S34: Functional metagenomics for antimicrobial discovery from large-insert soil libraries

Many clinically-used antibiotics are derived from cultured microorganisms; however, the majority of soil microbes are recalcitrant to cultivation. We constructed soil metagenomic libraries with over 120,000 clones and average insert sizes greater than 100 kb in a shuttle bacterial artificial chromosome vector. An analysis of 16S rRNA gene sequences present within the library indicated a very diverse assemblage of microbial genomes, representing nine bacterial phyla. The library also contained diverse Type I polyketide synthase (PKS) pathways with a broad range of homology (35-85%) with known PKS domains.

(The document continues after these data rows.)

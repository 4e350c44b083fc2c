// SPDX-License-Identifier: Apache-2.0
// Copyright 2025 itsakeyfut
//
// Licensed under the Apache License, Version 2.0 (the "License");
// you may not use this file except in compliance with the License.
// You may obtain a copy of the License at
//
//     http://www.apache.org/licenses/LICENSE-2.0
//
// Unless required by applicable law or agreed to in writing, software
// distributed under the License is distributed on an "AS IS" BASIS,
// WITHOUT WARRANTIES OR CONDITIONS OF ANY KIND, either express or implied.
// See the License for the specific language governing permissions and
// limitations under the License.

//! Edge-function scan converter
//!
//! Walks the bounding box from a [`TriangleSetup`] in row-major order and
//! yields a [`Fragment`] for every covered pixel center. Edge values and
//! attributes are evaluated once at the first pixel center and then updated
//! incrementally: each step right adds the x coefficients, each new row
//! restarts from the saved row-start values plus the y coefficients.
//!
//! # State machine
//!
//! ```text
//! Idle -> InitEdges -> InitAttributes -> Scan -> Done
//! ```
//!
//! `InitEdges` short-circuits to `Done` when the box is empty. The scan
//! yields at most one fragment per visited pixel.

use crate::core::fixed::Fixed;
use crate::core::gpu::primitives::{Attributes, Fragment};

use super::setup::{pixel_center, EdgeValue, TriangleSetup};

/// Scan converter state
#[derive(Debug, Clone, Copy, PartialEq, Eq)]
pub enum RasterState {
    Idle,
    InitEdges,
    InitAttributes,
    /// Currently visiting pixel `(x, y)`
    Scan { x: i32, y: i32 },
    Done,
}

/// Incremental triangle rasterizer
///
/// # Examples
///
/// ```
/// use celery3d::core::fixed::Fixed;
/// use celery3d::core::gpu::Vertex;
/// use celery3d::core::gpu::render::rasterizer::Rasterizer;
/// use celery3d::core::gpu::render::setup::TriangleSetup;
///
/// let v0 = Vertex::new(Fixed::from_int(0), Fixed::from_int(0));
/// let v1 = Vertex::new(Fixed::from_int(4), Fixed::from_int(0));
/// let v2 = Vertex::new(Fixed::from_int(0), Fixed::from_int(4));
/// let setup = TriangleSetup::new(&v0, &v1, &v2, 8, 8);
///
/// let fragments: Vec<_> = Rasterizer::new(&setup).collect();
/// // Centers on the hypotenuse belong to a bottom-right edge and are skipped
/// assert_eq!(fragments.len(), 6);
/// assert_eq!((fragments[0].x, fragments[0].y), (0, 0));
/// ```
#[derive(Debug, Clone)]
pub struct Rasterizer<'a> {
    setup: &'a TriangleSetup,
    state: RasterState,
    row_edges: [EdgeValue; 3],
    edges: [EdgeValue; 3],
    row_attrs: [Fixed; Attributes::COUNT],
    attrs: [Fixed; Attributes::COUNT],
}

impl<'a> Rasterizer<'a> {
    /// Create a rasterizer for a set-up triangle
    ///
    /// Invalid (zero-area) setups start in `Done` and yield nothing.
    pub fn new(setup: &'a TriangleSetup) -> Self {
        let state = if setup.valid {
            RasterState::Idle
        } else {
            RasterState::Done
        };
        Self {
            setup,
            state,
            row_edges: [EdgeValue::ZERO; 3],
            edges: [EdgeValue::ZERO; 3],
            row_attrs: [Fixed::ZERO; Attributes::COUNT],
            attrs: [Fixed::ZERO; Attributes::COUNT],
        }
    }

    pub fn state(&self) -> RasterState {
        self.state
    }

    /// Advance by one state transition, returning a fragment if one was produced
    pub fn step(&mut self) -> Option<Fragment> {
        match self.state {
            RasterState::Idle => {
                self.state = RasterState::InitEdges;
                None
            }
            RasterState::InitEdges => {
                let bbox = self.setup.bbox;
                if bbox.is_empty() {
                    self.state = RasterState::Done;
                    return None;
                }
                for (value, edge) in self.row_edges.iter_mut().zip(&self.setup.edges) {
                    *value = edge.at_center(bbox.min_x, bbox.min_y);
                }
                self.edges = self.row_edges;
                self.state = RasterState::InitAttributes;
                None
            }
            RasterState::InitAttributes => {
                let bbox = self.setup.bbox;
                let (px, py) = pixel_center(bbox.min_x, bbox.min_y);
                self.row_attrs = self.setup.attributes_at(px, py).to_array();
                self.attrs = self.row_attrs;
                self.state = RasterState::Scan {
                    x: bbox.min_x,
                    y: bbox.min_y,
                };
                None
            }
            RasterState::Scan { x, y } => {
                let fragment = if self.inside() {
                    Some(Fragment::from_attributes(
                        x,
                        y,
                        &Attributes::from_array(self.attrs),
                    ))
                } else {
                    None
                };
                self.advance(x, y);
                fragment
            }
            RasterState::Done => None,
        }
    }

    #[inline(always)]
    fn inside(&self) -> bool {
        let ccw = self.setup.ccw;
        self.setup
            .edges
            .iter()
            .zip(&self.edges)
            .all(|(edge, &value)| edge.inside(value, ccw))
    }

    #[inline(always)]
    fn advance(&mut self, x: i32, y: i32) {
        let bbox = self.setup.bbox;
        let ddx = self.setup.ddx.to_array();
        let ddy = self.setup.ddy.to_array();

        if x < bbox.max_x {
            for (value, edge) in self.edges.iter_mut().zip(&self.setup.edges) {
                *value += edge.step_x();
            }
            for (attr, d) in self.attrs.iter_mut().zip(ddx) {
                *attr += d;
            }
            self.state = RasterState::Scan { x: x + 1, y };
        } else if y < bbox.max_y {
            for (value, edge) in self.row_edges.iter_mut().zip(&self.setup.edges) {
                *value += edge.step_y();
            }
            for (attr, d) in self.row_attrs.iter_mut().zip(ddy) {
                *attr += d;
            }
            self.edges = self.row_edges;
            self.attrs = self.row_attrs;
            self.state = RasterState::Scan {
                x: bbox.min_x,
                y: y + 1,
            };
        } else {
            self.state = RasterState::Done;
        }
    }
}

impl Iterator for Rasterizer<'_> {
    type Item = Fragment;

    fn next(&mut self) -> Option<Fragment> {
        while self.state != RasterState::Done {
            if let Some(fragment) = self.step() {
                return Some(fragment);
            }
        }
        None
    }
}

We screened 19,200 E. coli clones for inhibition of growth of methicillin-resistant Staphyloccocus aureus (MRSA) using a 96-well microtitre plate format.  In situ lysis of the E. coli host enabled detection of both intra- and extracellular compounds, yielding a total of 32 anti-MRSA clones. Next-gen sequencing and annotation of these clones revealed genes predicted to be involved in various biosynthetic pathways as well as many with no significant GenBank similarity. Interestingly, multiple clones were capable of modifying the chloramphenicol added to the culture medium, thereby resulting in modification of an existing antimicrobial scaffold.  The metagenomic library was also conjugally transferred into Sinorhizobium meliloti and screened for activity against multiple bacterial pathogens. The genetic and biochemical characterization of antimicrobial expressing S. meliloti clones is ongoing. These results illustrate that large-insert soil metagenomic libraries can be screened using sequence-based and innovative functional screening methods to access previously undescribed genomic and biochemical diversity.